# Steps to build spark-benchmark-assembly application

## Pre-requisites
We can complete all the steps either from a local desktop or using [AWS Cloud9](https://aws.amazon.com/cloud9/).  If you’re using AWS Cloud9, follow the instructions in the first step to spin up an AWS Cloud9 environment, otherwise skip to the next step.

### 1. Setup AWS Cloud9
AWS Cloud9 is a cloud-based IDE that lets you write, run, and debug your code with just a browser. AWS Cloud9 comes preconfigured with many of the dependencies we require to build our application.

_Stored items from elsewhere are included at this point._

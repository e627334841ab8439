//! Shared types used across gridroute crates.

use std::fmt;
use std::str::FromStr;

use serde::{Deserialize, Serialize};

use crate::error::RoutingError;

/// Stable identity of an accelerator within a router pool.
#[derive(Debug, Clone, Copy, PartialEq, Eq, PartialOrd, Ord, Hash, Serialize, Deserialize)]
#[serde(transparent)]
pub struct AcceleratorId(pub u64);

impl AcceleratorId {
    pub fn get(self) -> u64 {
        self.0
    }
}

impl fmt::Display for AcceleratorId {
    fn fmt(&self, f: &mut fmt::Formatter<'_>) -> fmt::Result {
        write!(f, "acc-{}", self.0)
    }
}

impl From<u64> for AcceleratorId {
    fn from(id: u64) -> Self {
        AcceleratorId(id)
    }
}

/// The load-balancing strategies a router can be built with.
#[derive(Debug, Clone, Copy, PartialEq, Eq, Hash, Serialize, Deserialize)]
pub enum StrategyKind {
    #[serde(rename = "round_robin")]
    RoundRobin,
    #[serde(rename = "p2c")]
    PowerOfTwoChoices,
}

impl StrategyKind {
    pub const ALL: [StrategyKind; 2] = [StrategyKind::RoundRobin, StrategyKind::PowerOfTwoChoices];

    /// Name accepted by `FromStr` and used in config files.
    pub fn name(&self) -> &'static str {
        match self {
            StrategyKind::RoundRobin => "round_robin",
            StrategyKind::PowerOfTwoChoices => "p2c",
        }
    }
}

impl fmt::Display for StrategyKind {
    fn fmt(&self, f: &mut fmt::Formatter<'_>) -> fmt::Result {
        f.write_str(self.name())
    }
}

impl FromStr for StrategyKind {
    type Err = RoutingError;

    fn from_str(s: &str) -> Result<Self, Self::Err> {
        match s {
            "round_robin" => Ok(StrategyKind::RoundRobin),
            "p2c" => Ok(StrategyKind::PowerOfTwoChoices),
            other => Err(RoutingError::InvalidStrategy(other.to_string())),
        }
    }
}

/// Point-in-time view of an accelerator's occupancy.
///
/// Loads are read without synchronization against in-flight
/// reservations, so a snapshot of a busy pool is approximate.
#[derive(Debug, Clone, PartialEq, Serialize, Deserialize)]
pub struct AcceleratorSnapshot {
    pub id: AcceleratorId,
    pub capacity: u32,
    pub current_load: u32,
    pub load_ratio: f64,
}

impl AcceleratorSnapshot {
    pub fn available(&self) -> u32 {
        self.capacity.saturating_sub(self.current_load)
    }
}

#[cfg(test)]
mod tests {
    use super::*;

    #[test]
    fn id_display_and_serde_are_transparent() {
        let id = AcceleratorId(7);
        assert_eq!(id.to_string(), "acc-7");
        assert_eq!(serde_json::to_string(&id).unwrap(), "7");
        let back: AcceleratorId = serde_json::from_str("7").unwrap();
        assert_eq!(back, id);
    }

    #[test]
    fn strategy_names_parse_exactly() {
        for kind in StrategyKind::ALL {
            assert_eq!(kind.name().parse::<StrategyKind>().unwrap(), kind);
        }
        assert_eq!(
            "RoundRobin".parse::<StrategyKind>(),
            Err(RoutingError::InvalidStrategy("RoundRobin".to_string()))
        );
        assert!("least_connections".parse::<StrategyKind>().is_err());
        assert!("".parse::<StrategyKind>().is_err());
    }

    #[test]
    fn snapshot_available_saturates() {
        let snap = AcceleratorSnapshot {
            id: AcceleratorId(1),
            capacity: 10,
            current_load: 4,
            load_ratio: 0.4,
        };
        assert_eq!(snap.available(), 6);
    }
}
//! gridroute-balancer — request routing across an accelerator pool.
//!
//! The router owns the pool and one strategy selected by name:
//!
//! - `round_robin` — rotates the scan start, tries every accelerator
//! - `p2c` — samples two accelerators, tries the less loaded first
//!
//! Reservations are per-accelerator CAS operations, so any number of
//! threads can route through a shared `Router`.
//!
//! # Architecture
//!
//! ```text
//! Router
//!   ├── pool: Vec<Accelerator>   (atomic load counters)
//!   ├── Strategy                  (orders candidate indices)
//!   │     ├── RoundRobin          (atomic cursor → full rotation)
//!   │     └── PowerOfTwoChoices   (IndexSource → two samples)
//!   └── RouterStats               (relaxed counters)
//!
//! LeaseBook (caller-owned) ── release_expired() ──▶ Router::release
//! ```

pub mod lease;
pub mod p2c;
pub mod round_robin;
pub mod router;
pub mod stats;
pub mod strategy;

pub use gridroute_core::{RoutingError, RoutingResult};
pub use lease::{Lease, LeaseBook};
pub use p2c::{IndexSource, PowerOfTwoChoices, ThreadRngSource};
pub use round_robin::RoundRobin;
pub use router::{Router, RouterState};
pub use stats::{RouterStats, StatsSnapshot};
pub use strategy::{Candidates, Strategy};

Create an AWS Cloud9 environment from the [AWS Management Console[(https://console.aws.amazon.com/cloud9)] with an instance type of t3.small or larger. For our testing we used m5.xlarge for adequate memory and CPU to compile and build our benchmark application. Provide the required name, and leave the remaining default values. After your environment is created, you should have access to a terminal window. If you are new to AWS Cloud9 follow [this tutorial](https://docs.aws.amazon.com/cloud9/latest/user-guide/tutorial.html) to create your environment.

You must increase the size of the [Amazon Elastic Block Store (Amazon EBS)](https://aws.amazon.com/ebs/) volume attached to your AWS Cloud9 instance to 20 GB, because the default size (10 GB) is not enough. For instructions, refer to [Resize an Amazon EBS volume used by an environment](https://docs.aws.amazon.com/cloud9/latest/user-guide/move-environment.html#move-environment-resize).

### 2. Install Docker if required
AWS Cloud9 EC2 instance m5.xlarge comes with Docker pre-installed. Depending on your environment you may or may not need to install Docker. To install Docker follow the instructions in the [Docker Desktop page](https://docs.docker.com/desktop/#download-and-install).

## Build Benchmark application

To build our application we are going to reuse the source code for TPCDS benchmarking application that was used to build a similar benchmarking utility from [the EMR on EKS benchmark Github repo](https://github.com/aws-samples/emr-on-eks-benchmark).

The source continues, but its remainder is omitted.